With Japanese industry challenging America’s competitiveness in the 1970s, Democratic Sen. Birch Bayh of Indiana and Republican Sen. Bob Dole of Kansas teamed up to do something about it.
The United States remained innovative. Federally funded research produced many discoveries. By the end of the 1970s, the U.S. government owned 28,000 patents from research it funded.
But the government retained and controlled the property rights from Washington, rather than leaving intellectual property ownership and decisions about transferring or using new technology to the institutions involved in the discovery. Without secure rights or exclusivity, commercial entities couldn’t risk turning the discoveries into products. Thus, less than 5 percent of those inventions had any attempt made to bring them to market.
The Bayh-Dole Act of 1980 solved this lost potential from innovation’s unrealized practical use. This law facilitates commercialization by providing secure, exclusive property rights and democratizing control over technology management. Bayh-Dole has fostered collaboration among universities, small businesses, and other commercial and nonprofit entities. The Congressional Research Service says, “One of the major factors in the reported success of the Bayh-Dole Act is the certainty it conveys concerning ownership of intellectual property.”
This law unleashed thousands of inventions that otherwise never would have been commercialized. Bayh-Dole has been a key component of growth and global leadership by research-intensive U.S. sectors.

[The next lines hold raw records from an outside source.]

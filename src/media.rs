//! Product image storage

use async_trait::async_trait;
use chrono::{DateTime, Utc};
use thiserror::Error;
use uuid::Uuid;

use crate::config::StorageConfig;

#[derive(Debug, Error)]
pub enum MediaError {
    #[error("image storage is not configured")]
    NotConfigured,
    #[error("storage request failed: {0}")]
    Transport(String),
    #[error("storage rejected the request with status {0}")]
    Rejected(u16),
}

/// Object key for a new product image: `public/<product>-<millis>.<ext>`.
pub fn image_path(product_id: Uuid, file_name: &str, now: DateTime<Utc>) -> String {
    let ext = file_name.rsplit_once('.').map(|(_, ext)| ext.to_ascii_lowercase())
        .filter(|ext| !ext.is_empty() && ext.chars().all(|c| c.is_ascii_alphanumeric()))
        .unwrap_or_else(|| "bin".into());
    format!("public/{product_id}-{}.{ext}", now.timestamp_millis())
}

#[async_trait]
pub trait ObjectStore: Send + Sync {
    /// Stores the object and returns its public URL.
    async fn upload(&self, path: &str, bytes: Vec<u8>, content_type: &str) -> Result<String, MediaError>;
    async fn remove(&self, path: &str) -> Result<(), MediaError>;
}

pub struct HttpObjectStore { client: reqwest::Client, base_url: Option<String>, bucket: String, service_key: Option<String> }

impl HttpObjectStore {
    pub fn new(config: &StorageConfig) -> Self {
        Self { client: reqwest::Client::new(), base_url: config.url.clone(), bucket: config.bucket.clone(), service_key: config.service_key.clone() }
    }

    fn endpoint(&self) -> Result<(&str, &str), MediaError> {
        match (self.base_url.as_deref(), self.service_key.as_deref()) {
            (Some(url), Some(key)) => Ok((url, key)),
            _ => Err(MediaError::NotConfigured),
        }
    }

    pub fn public_url(&self, base: &str, path: &str) -> String { format!("{base}/object/public/{}/{path}", self.bucket) }
}

#[async_trait]
impl ObjectStore for HttpObjectStore {
    async fn upload(&self, path: &str, bytes: Vec<u8>, content_type: &str) -> Result<String, MediaError> {
        let (base, key) = self.endpoint()?;
        let response = self.client.post(format!("{base}/object/{}/{path}", self.bucket))
            .bearer_auth(key)
            .header(reqwest::header::CONTENT_TYPE, content_type)
            .body(bytes)
            .send().await
            .map_err(|e| MediaError::Transport(e.to_string()))?;
        if !response.status().is_success() {
            return Err(MediaError::Rejected(response.status().as_u16()));
        }
        Ok(self.public_url(base, path))
    }

    async fn remove(&self, path: &str) -> Result<(), MediaError> {
        let (base, key) = self.endpoint()?;
        let response = self.client.delete(format!("{base}/object/{}/{path}", self.bucket))
            .bearer_auth(key)
            .send().await
            .map_err(|e| MediaError::Transport(e.to_string()))?;
        match response.status().as_u16() {
            s if (200..300).contains(&s) || s == 404 => Ok(()),
            s => Err(MediaError::Rejected(s)),
        }
    }
}

/// In-process bucket for local runs and tests.
#[derive(Default)]
pub struct MemoryObjectStore { objects: parking_lot::Mutex<std::collections::HashMap<String, Vec<u8>>> }

impl MemoryObjectStore {
    pub fn contains(&self, path: &str) -> bool { self.objects.lock().contains_key(path) }
}

#[async_trait]
impl ObjectStore for MemoryObjectStore {
    async fn upload(&self, path: &str, bytes: Vec<u8>, _content_type: &str) -> Result<String, MediaError> {
        self.objects.lock().insert(path.to_string(), bytes);
        Ok(format!("memory://object/public/{path}"))
    }

    async fn remove(&self, path: &str) -> Result<(), MediaError> {
        self.objects.lock().remove(path);
        Ok(())
    }
}

#[cfg(test)]
mod tests {
    use super::*;
    use chrono::TimeZone;

    #[test]
    fn test_image_path() {
        let id = Uuid::nil();
        let now = Utc.timestamp_millis_opt(1_717_000_000_123).unwrap();
        assert_eq!(image_path(id, "Front.JPG", now), format!("public/{id}-1717000000123.jpg"));
        assert_eq!(image_path(id, "noext", now), format!("public/{id}-1717000000123.bin"));
    }

    #[tokio::test]
    async fn test_unconfigured_store_refuses() {
        let store = HttpObjectStore::new(&StorageConfig { url: None, bucket: "product-images".into(), service_key: None });
        assert!(matches!(store.upload("public/a.jpg", vec![1], "image/jpeg").await, Err(MediaError::NotConfigured)));
    }

    #[test]
    fn test_public_url_round_trips_to_object_path() {
        use crate::domain::value_objects::ImageRef;
        let store = HttpObjectStore::new(&StorageConfig { url: Some("https://cdn.example.com/storage/v1".into()), bucket: "product-images".into(), service_key: Some("k".into()) });
        let url = store.public_url("https://cdn.example.com/storage/v1", "public/abc-1.png");
        assert_eq!(url, "https://cdn.example.com/storage/v1/object/public/product-images/public/abc-1.png");
        assert_eq!(ImageRef { url }.object_path().as_deref(), Some("public/abc-1.png"));
    }
}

From 1996-2000, university patent licensing added up to $1.9 trillion to the U.S. economy, contributed $1 trillion in U.S. gross domestic product, and supported 6.5 million jobs. Academic tech transfer led to almost 20,000 startups launching. Among Bayh-Dole inventions are: early detection of and protection against Osteoporosis, therapeutic for Sickle Cell Disease, semiconductor improvement from native oxide, telemedical retinal image screener, and a blight-resistant potato.
Bayh-Dole leverages the fact that moving an idea from concept to commercial product requires collaboration among different talents in an extensive R&D/commercialization process, backed by private investment. The benefits accrue to research institutions, researchers and inventors, commercialization partners, entrepreneurs, consumers, government at all levels, the economy, and America’s competitiveness.